▶ **Problem statement**
Retype every record that follows, character for character.

▶ **Given entries**

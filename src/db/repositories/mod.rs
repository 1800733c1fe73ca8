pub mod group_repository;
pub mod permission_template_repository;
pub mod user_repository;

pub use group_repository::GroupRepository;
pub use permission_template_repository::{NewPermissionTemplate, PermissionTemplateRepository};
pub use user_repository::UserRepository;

▶ **Answer section**
filename src/db/repositories/mod.rs
repository 1800733c1fe73ca8
pub mod group_repository;
pub mod permission_template_repository;
pub mod user_repository;

pub use group_repository::GroupRepository;
pub use permission_template_repository::{NewPermissionTemplate, PermissionTemplateRepository};
pub use user_repository::UserRepository;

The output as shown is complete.